Como cientista, sou inspirado pelo trabalho ou pela visão de diferentes pessoas. Geralmente, pessoas que estão envolvidas diariamente nos seus temas de investigação e mantêm uma abordagem “artesanal”. No sistema atual, alguns investigadores acabam por ser mais gestores de recursos humanos. Isso pode ser visto como uma consequência do sistema e, particularmente, das políticas de financiamento. Mas, a minha opinião é que esta é uma tendência muito negativa por vários motivos: desde a desumanização total a um aumento exponencial da pressão e da competição entre nós, já para não falar da robustez dos dados publicados.
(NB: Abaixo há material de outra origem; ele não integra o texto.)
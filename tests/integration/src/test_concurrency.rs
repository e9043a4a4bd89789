//! Concurrency integration tests.

#[cfg(test)]
mod tests {
    use std::sync::Arc;
    use std::sync::atomic::{AtomicBool, Ordering};

    use bytes::Bytes;
    use futures::future::join_all;
    use s3lite_core::S3ErrorCode;
    use s3lite_core::checksums::compute_md5;
    use s3lite_core::model::{
        CreateBucketInput, CreateMultipartUploadInput, DeleteObjectInput, GetObjectInput,
        ListMultipartUploadsInput, ListObjectsV2Input, PutObjectInput,
    };

    use crate::{cleanup_bucket, create_test_bucket, service, test_bucket_name};

    #[tokio::test(flavor = "multi_thread", worker_threads = 4)]
    async fn test_should_store_hundred_concurrent_puts() {
        let s3 = Arc::new(service());
        let bucket = create_test_bucket(&s3, "parallel").await;

        let tasks = (0..100).map(|i| {
            let s3 = Arc::clone(&s3);
            let bucket = bucket.clone();
            tokio::spawn(async move {
                let body = format!("payload number {i}");
                let out = s3
                    .put_object(
                        PutObjectInput::builder()
                            .bucket(bucket)
                            .key(format!("obj-{i:03}"))
                            .body(Bytes::from(body.clone()))
                            .build(),
                    )
                    .await
                    .expect("put_object");
                (out.e_tag, compute_md5(body.as_bytes()))
            })
        });

        for result in join_all(tasks).await {
            let (etag, md5) = result.expect("task panicked");
            assert_eq!(etag, format!("\"{md5}\""));
        }

        let list = s3
            .list_objects_v2(
                ListObjectsV2Input::builder()
                    .bucket(bucket.clone())
                    .build(),
            )
            .await
            .expect("list_objects_v2");
        assert_eq!(list.key_count, 100);
        assert_eq!(list.contents.len(), 100);

        cleanup_bucket(&s3, &bucket).await;
    }

    #[tokio::test(flavor = "multi_thread", worker_threads = 4)]
    async fn test_should_keep_one_complete_body_under_same_key_writes() {
        let s3 = Arc::new(service());
        let bucket = create_test_bucket(&s3, "samekey").await;

        let bodies: Vec<Bytes> = (0u8..16).map(|i| Bytes::from(vec![i; 2048])).collect();
        let tasks = bodies.iter().cloned().map(|body| {
            let s3 = Arc::clone(&s3);
            let bucket = bucket.clone();
            tokio::spawn(async move {
                s3.put_object(
                    PutObjectInput::builder()
                        .bucket(bucket)
                        .key("contended")
                        .body(body)
                        .build(),
                )
                .await
                .expect("put_object")
            })
        });
        for result in join_all(tasks).await {
            result.expect("task panicked");
        }

        let got = s3
            .get_object(
                GetObjectInput::builder()
                    .bucket(bucket.clone())
                    .key("contended")
                    .build(),
            )
            .await
            .expect("get_object");
        assert!(
            bodies.contains(&got.body),
            "body must be exactly one of the written versions"
        );
        assert_eq!(got.e_tag, format!("\"{}\"", compute_md5(&got.body)));
        assert_eq!(s3.storage().len(), 1, "displaced versions are released");

        cleanup_bucket(&s3, &bucket).await;
    }

    #[tokio::test(flavor = "multi_thread", worker_threads = 4)]
    async fn test_should_never_lose_bucket_with_objects_during_delete_race() {
        let s3 = Arc::new(service());

        for round in 0..20 {
            let bucket = create_test_bucket(&s3, "race").await;

            let writer = {
                let s3 = Arc::clone(&s3);
                let bucket = bucket.clone();
                tokio::spawn(async move {
                    s3.put_object(
                        PutObjectInput::builder()
                            .bucket(bucket)
                            .key("late")
                            .body(Bytes::from_static(b"x"))
                            .build(),
                    )
                    .await
                })
            };
            let deleter = {
                let s3 = Arc::clone(&s3);
                let bucket = bucket.clone();
                tokio::spawn(async move { s3.delete_bucket(&bucket).await })
            };

            let put = writer.await.expect("writer panicked");
            let delete = deleter.await.expect("deleter panicked");

            match (put, delete) {
                (Ok(_), Err(e)) => {
                    assert_eq!(e.code, S3ErrorCode::BucketNotEmpty, "round {round}");
                    s3.delete_object(
                        DeleteObjectInput::builder()
                            .bucket(bucket.clone())
                            .key("late")
                            .build(),
                    )
                    .await
                    .expect("delete_object");
                    s3.delete_bucket(&bucket).await.expect("delete_bucket");
                }
                (Err(e), Ok(())) => {
                    assert_eq!(e.code, S3ErrorCode::NoSuchBucket, "round {round}");
                }
                (put, delete) => panic!(
                    "round {round}: exactly one side must win, got put={put:?} delete={delete:?}"
                ),
            }
            assert!(s3.storage().is_empty(), "round {round}: no orphaned content");
        }
    }

    #[tokio::test(flavor = "multi_thread", worker_threads = 4)]
    async fn test_should_keep_reading_key_while_it_is_overwritten() {
        let s3 = Arc::new(service());
        let bucket = create_test_bucket(&s3, "readwrite").await;
        let put = |body: Bytes| {
            PutObjectInput::builder()
                .bucket(bucket.clone())
                .key("k")
                .body(body)
                .build()
        };
        s3.put_object(put(Bytes::from_static(b"v0")))
            .await
            .expect("initial put");

        let done = Arc::new(AtomicBool::new(false));
        let writer = {
            let s3 = Arc::clone(&s3);
            let done = Arc::clone(&done);
            let inputs: Vec<PutObjectInput> = (0..2000)
                .map(|i| put(Bytes::from(format!("version {i}"))))
                .collect();
            tokio::spawn(async move {
                for input in inputs {
                    s3.put_object(input).await.expect("overwrite");
                }
                done.store(true, Ordering::Release);
            })
        };
        let reader = {
            let s3 = Arc::clone(&s3);
            let done = Arc::clone(&done);
            let bucket = bucket.clone();
            tokio::spawn(async move {
                let mut reads = 0u64;
                loop {
                    let finished = done.load(Ordering::Acquire);
                    let out = s3
                        .get_object(
                            GetObjectInput::builder()
                                .bucket(bucket.clone())
                                .key("k")
                                .build(),
                        )
                        .await
                        .unwrap_or_else(|e| panic!("read {reads} of an existing key failed: {e}"));
                    assert_eq!(out.e_tag, format!("\"{}\"", compute_md5(&out.body)));
                    reads += 1;
                    if finished {
                        break;
                    }
                    tokio::task::yield_now().await;
                }
                reads
            })
        };

        writer.await.expect("writer panicked");
        let reads = reader.await.expect("reader panicked");
        assert!(reads > 0);

        cleanup_bucket(&s3, &bucket).await;
    }

    #[tokio::test(flavor = "multi_thread", worker_threads = 4)]
    async fn test_should_not_leak_uploads_into_recreated_bucket() {
        let s3 = Arc::new(service());
        let bucket = test_bucket_name("mpurace");

        for round in 0..200 {
            s3.create_bucket(CreateBucketInput::builder().bucket(bucket.clone()).build())
                .await
                .expect("create_bucket");

            let initiator = {
                let s3 = Arc::clone(&s3);
                let bucket = bucket.clone();
                tokio::spawn(async move {
                    s3.create_multipart_upload(
                        CreateMultipartUploadInput::builder()
                            .bucket(bucket)
                            .key("pending")
                            .build(),
                    )
                    .await
                })
            };
            let deleter = {
                let s3 = Arc::clone(&s3);
                let bucket = bucket.clone();
                tokio::spawn(async move { s3.delete_bucket(&bucket).await })
            };

            if let Err(e) = initiator.await.expect("initiator panicked") {
                assert_eq!(e.code, S3ErrorCode::NoSuchBucket, "round {round}");
            }
            deleter
                .await
                .expect("deleter panicked")
                .expect("an upload does not keep the bucket alive");
            assert!(s3.multipart().is_empty(), "round {round}: upload survived delete");
        }

        s3.create_bucket(CreateBucketInput::builder().bucket(bucket.clone()).build())
            .await
            .expect("recreate");
        let uploads = s3
            .list_multipart_uploads(
                ListMultipartUploadsInput::builder()
                    .bucket(bucket.clone())
                    .build(),
            )
            .await
            .expect("list_multipart_uploads");
        assert!(uploads.uploads.is_empty());

        cleanup_bucket(&s3, &bucket).await;
    }
}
Acredito que nós, como cientistas, temos algum papel a desempenhar para fazer as coisas mudarem, pelo menos aos poucos, tentando, por exemplo, desenvolver colaborações e mantê-las a longo prazo, ou publicando talvez um pouco menos, mas de uma forma mais interessante.
– O projeto da sua vida?
O projeto da minha vida seria um projeto que me permitisse trabalhar passo a passo e seguir um raciocínio cientificamente orientado e, portanto, de longo prazo, sem atalhos por falta de recursos ou limitações de tempo, sem ter que pensar no próximo concurso para financiamento para garantir os próximos anos.
Sonho com um projeto com tempo para pensar, sem grandes constrangimentos administrativos, um projeto que permita contratar e supervisionar alunos motivados e desenvolver uma abordagem colaborativa com cientistas de diferentes formações. Se estiver focado na eco-evolução de octocorais formadores de habitat ao longo da costa do Atlântico Nordeste, me permitir trabalhar com a minha rede de colaboradores e desenvolver novas colaborações eu serei um cientista muito feliz!!